Jesus is the ultimate and only perfect good.  From the moment of His conception, He was perfectly sinless.  Not once in His life did He sin or fall for temptation.  He was never a whiny child or a rebellious teen.  He never drank too much or fought with His friends.  He never hated nor did He teach His followers to hate.  Jesus, as True Man born of the Virgin Mary had to be sinless.  It was only by being sinless that He could fulfill His purpose for becoming man.  He had to be sinless to be where we find Him in the Gospel. today.

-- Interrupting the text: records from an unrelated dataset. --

//! The MCP server handler.
//!
//! `McpServer` only carries the read-only configuration and the tool router;
//! each tool call builds its own YApi client, so clones of the server can
//! serve any number of sessions concurrently.

use rmcp::{ServerHandler, handler::server::tool::ToolRouter, model::*, tool_handler};
use std::sync::Arc;

use super::config::Config;
use crate::domains::tools::{ToolRegistry, build_tool_router};

const SERVER_INSTRUCTIONS: &str = "Tools for YApi interface documentation: search interfaces of a project, read a full interface definition, and create, update or save interfaces.";

#[derive(Clone)]
pub struct McpServer {
    config: Arc<Config>,
    tool_router: ToolRouter<Self>,
}

impl McpServer {
    pub fn new(config: Config) -> Self {
        let config = Arc::new(config);
        Self {
            tool_router: build_tool_router::<Self>(config.clone()),
            config,
        }
    }

    pub fn name(&self) -> &str {
        &self.config.server.name
    }

    pub fn version(&self) -> &str {
        &self.config.server.version
    }

    /// Tool metadata as MCP `tools/list` entries.
    pub fn list_tools(&self) -> Vec<serde_json::Value> {
        ToolRegistry::get_all_tools()
            .into_iter()
            .map(|tool| {
                serde_json::json!({
                    "name": tool.name,
                    "description": tool.description,
                    "inputSchema": tool.input_schema,
                    "outputSchema": tool.output_schema
                })
            })
            .collect()
    }

    /// Run a tool outside an rmcp session, as the HTTP transport does.
    #[cfg(feature = "http")]
    pub async fn call_tool(
        &self,
        name: &str,
        arguments: serde_json::Value,
    ) -> Result<serde_json::Value, rmcp::ErrorData> {
        ToolRegistry::new(self.config.clone())
            .call_tool(name, arguments)
            .await
    }
}

#[tool_handler]
impl ServerHandler for McpServer {
    fn get_info(&self) -> ServerInfo {
        ServerInfo {
            instructions: Some(SERVER_INSTRUCTIONS.to_string()),
            capabilities: ServerCapabilities::builder().enable_tools().build(),
            server_info: Implementation {
                name: self.config.server.name.clone(),
                version: self.config.server.version.clone(),
                ..Default::default()
            },
            ..Default::default()
        }
    }
}
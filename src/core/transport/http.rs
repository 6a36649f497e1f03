//! HTTP transport: stateless JSON-RPC 2.0 over `POST`.
//!
//! Each request is answered on its own, there is no session to initialize
//! first. Notifications are acknowledged with `202 Accepted` and no body.
//! `GET /health` reports liveness.

use axum::{
    Json, Router,
    extract::State,
    http::StatusCode,
    response::{IntoResponse, Response},
    routing::{get, post},
};
use rmcp::ServerHandler;
use serde::{Deserialize, Serialize};
use serde_json::{Value, json};
use tower_http::{
    cors::{Any, CorsLayer},
    trace::TraceLayer,
};
use tracing::{debug, info, warn};

use super::{HttpConfig, TransportError, TransportResult};
use crate::core::McpServer;

const INVALID_REQUEST: i32 = -32600;
const METHOD_NOT_FOUND: i32 = -32601;
const INVALID_PARAMS: i32 = -32602;
const INTERNAL_ERROR: i32 = -32603;

#[derive(Debug, Clone, Deserialize)]
pub struct RpcRequest {
    pub jsonrpc: String,
    #[serde(default)]
    pub id: Option<Value>,
    pub method: String,
    #[serde(default)]
    pub params: Option<Value>,
}

impl RpcRequest {
    fn is_notification(&self) -> bool {
        self.id.is_none() || self.method.starts_with("notifications/")
    }
}

#[derive(Debug, Clone, Serialize)]
pub struct RpcResponse {
    pub jsonrpc: &'static str,
    pub id: Value,
    #[serde(skip_serializing_if = "Option::is_none")]
    pub result: Option<Value>,
    #[serde(skip_serializing_if = "Option::is_none")]
    pub error: Option<RpcError>,
}

#[derive(Debug, Clone, Serialize)]
pub struct RpcError {
    pub code: i32,
    pub message: String,
    #[serde(skip_serializing_if = "Option::is_none")]
    pub data: Option<Value>,
}

/// Tool failures keep their code and diagnostics on the wire.
impl From<rmcp::ErrorData> for RpcError {
    fn from(error: rmcp::ErrorData) -> Self {
        Self {
            code: error.code.0,
            message: error.message.into_owned(),
            data: error.data,
        }
    }
}

impl RpcResponse {
    fn ok(id: Value, result: Value) -> Self {
        Self {
            jsonrpc: "2.0",
            id,
            result: Some(result),
            error: None,
        }
    }

    fn failed(id: Value, error: RpcError) -> Self {
        Self {
            jsonrpc: "2.0",
            id,
            result: None,
            error: Some(error),
        }
    }

    fn err(id: Value, code: i32, message: impl Into<String>) -> Self {
        Self::failed(
            id,
            RpcError {
                code,
                message: message.into(),
                data: None,
            },
        )
    }
}

pub struct HttpTransport {
    config: HttpConfig,
}

impl HttpTransport {
    pub fn new(config: HttpConfig) -> Self {
        Self { config }
    }

    fn router(&self, server: McpServer) -> Router {
        let app = Router::new()
            .route(&self.config.rpc_path, post(handle_rpc))
            .route("/health", get(health))
            .with_state(server)
            .layer(TraceLayer::new_for_http());

        if self.config.enable_cors {
            app.layer(
                CorsLayer::new()
                    .allow_origin(Any)
                    .allow_methods(Any)
                    .allow_headers(Any),
            )
        } else {
            app
        }
    }

    /// Serve until the listener fails.
    pub async fn run(self, server: McpServer) -> TransportResult<()> {
        let listen = &self.config.listen;
        let listener = tokio::net::TcpListener::bind((listen.host.as_str(), listen.port))
            .await
            .map_err(|e| TransportError::bind(listen, e))?;

        info!(
            "Listening for JSON-RPC on http://{}{} (CORS {})",
            listen,
            self.config.rpc_path,
            if self.config.enable_cors { "on" } else { "off" }
        );

        axum::serve(listener, self.router(server))
            .await
            .map_err(|e| TransportError::Serve(e.to_string()))
    }
}

async fn health(State(server): State<McpServer>) -> Json<Value> {
    Json(json!({
        "status": "ok",
        "server": server.name(),
        "version": server.version(),
        "timestamp": chrono::Utc::now().to_rfc3339()
    }))
}

async fn handle_rpc(State(server): State<McpServer>, Json(request): Json<RpcRequest>) -> Response {
    match dispatch(&server, request).await {
        Some(response) => Json(response).into_response(),
        None => StatusCode::ACCEPTED.into_response(),
    }
}

/// Answer one request; `None` for notifications.
async fn dispatch(server: &McpServer, request: RpcRequest) -> Option<RpcResponse> {
    if request.is_notification() {
        debug!("Notification: {}", request.method);
        return None;
    }

    let id = request.id.clone().unwrap_or(Value::Null);
    if request.jsonrpc != "2.0" {
        return Some(RpcResponse::err(id, INVALID_REQUEST, "jsonrpc must be \"2.0\""));
    }

    debug!("JSON-RPC request: {}", request.method);
    let response = match request.method.as_str() {
        "initialize" => initialize(server, id),
        "ping" => RpcResponse::ok(id, json!({})),
        "tools/list" => RpcResponse::ok(id, json!({ "tools": server.list_tools() })),
        "tools/call" => call_tool(server, id, request.params).await,
        other => {
            warn!("Unsupported method: {}", other);
            RpcResponse::err(id, METHOD_NOT_FOUND, format!("method not found: {}", other))
        }
    };
    Some(response)
}

fn initialize(server: &McpServer, id: Value) -> RpcResponse {
    match serde_json::to_value(server.get_info()) {
        Ok(info) => RpcResponse::ok(id, info),
        Err(e) => RpcResponse::err(id, INTERNAL_ERROR, e.to_string()),
    }
}

async fn call_tool(server: &McpServer, id: Value, params: Option<Value>) -> RpcResponse {
    let params = params.unwrap_or_else(|| json!({}));
    let Some(name) = params.get("name").and_then(Value::as_str) else {
        return RpcResponse::err(id, INVALID_PARAMS, "tools/call requires a tool name");
    };
    let arguments = params.get("arguments").cloned().unwrap_or_else(|| json!({}));

    match server.call_tool(name, arguments).await {
        Ok(result) => RpcResponse::ok(id, result),
        Err(e) => {
            warn!("Tool '{}' failed: {}", name, e.message);
            RpcResponse::failed(id, e.into())
        }
    }
}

When Pilate examined Jesus, he was astounded that Jesus didn’t raise any defense.  He didn’t vehemently refute the accusations.  He didn’t protest His innocence.  He simply let the course of events proceed to the cross.  Jesus was perfectly justified to defend Himself both verbally and physically but to do so would’ve been unfaithful to His Father.   This was the story throughout His Passion.

While Jesus could’ve stopped Judas, He didn’t.  Instead of arguing with His Father, He submitted to His Father with those powerful words: Nevertheless not as I will but as your will.”  When Peter attempted to defend Jesus with his sword, Jesus not only ordered Peter to stop, He healed the man Peter injured.  While He could’ve called on 72,000 angels to save Him, Jesus resisted just as He did when He faced Satan in the wilderness.

When He was hauled before the High Priest, the Council, Pilate, and Herod, He spoke the truth even though it led directly to His death.  He refused to fight the false accusations to fulfill Isaiah’s words: Like a sheep before its shearers is silent, so He opened not His mouth.”  And when He was physically assaulted, mocked, and spat upon, He turned the other cheek.  As Saint Peter writes, When He was reviled, He did not revile in return; when He suffered, He did not threaten, but continued entrusting Himself to Him who judges justly (1 Peter 2:23).  He had all the power in the world, and yet refused to use it to save Himself.

He refused the gall which would’ve lessened His pain so He would feel the full brunt of God’s wrath against our Sin.  And as He hung naked on the cross, He ignored the temptation to come down off the cross.  He could’ve hopped down and obliterated His enemies and comforted His disciples, but that wouldn’t have saved anyone.  Instead, when He had withstood all that, He was then forced to endure the agony of being forsaken by His Father, before finally dying and ending the separation between God and man.  Saint Paul writes in the Epistle: And being found in human form, He humbled Himself by becoming obedient to the point of death, even death on a cross (Phil 2:8).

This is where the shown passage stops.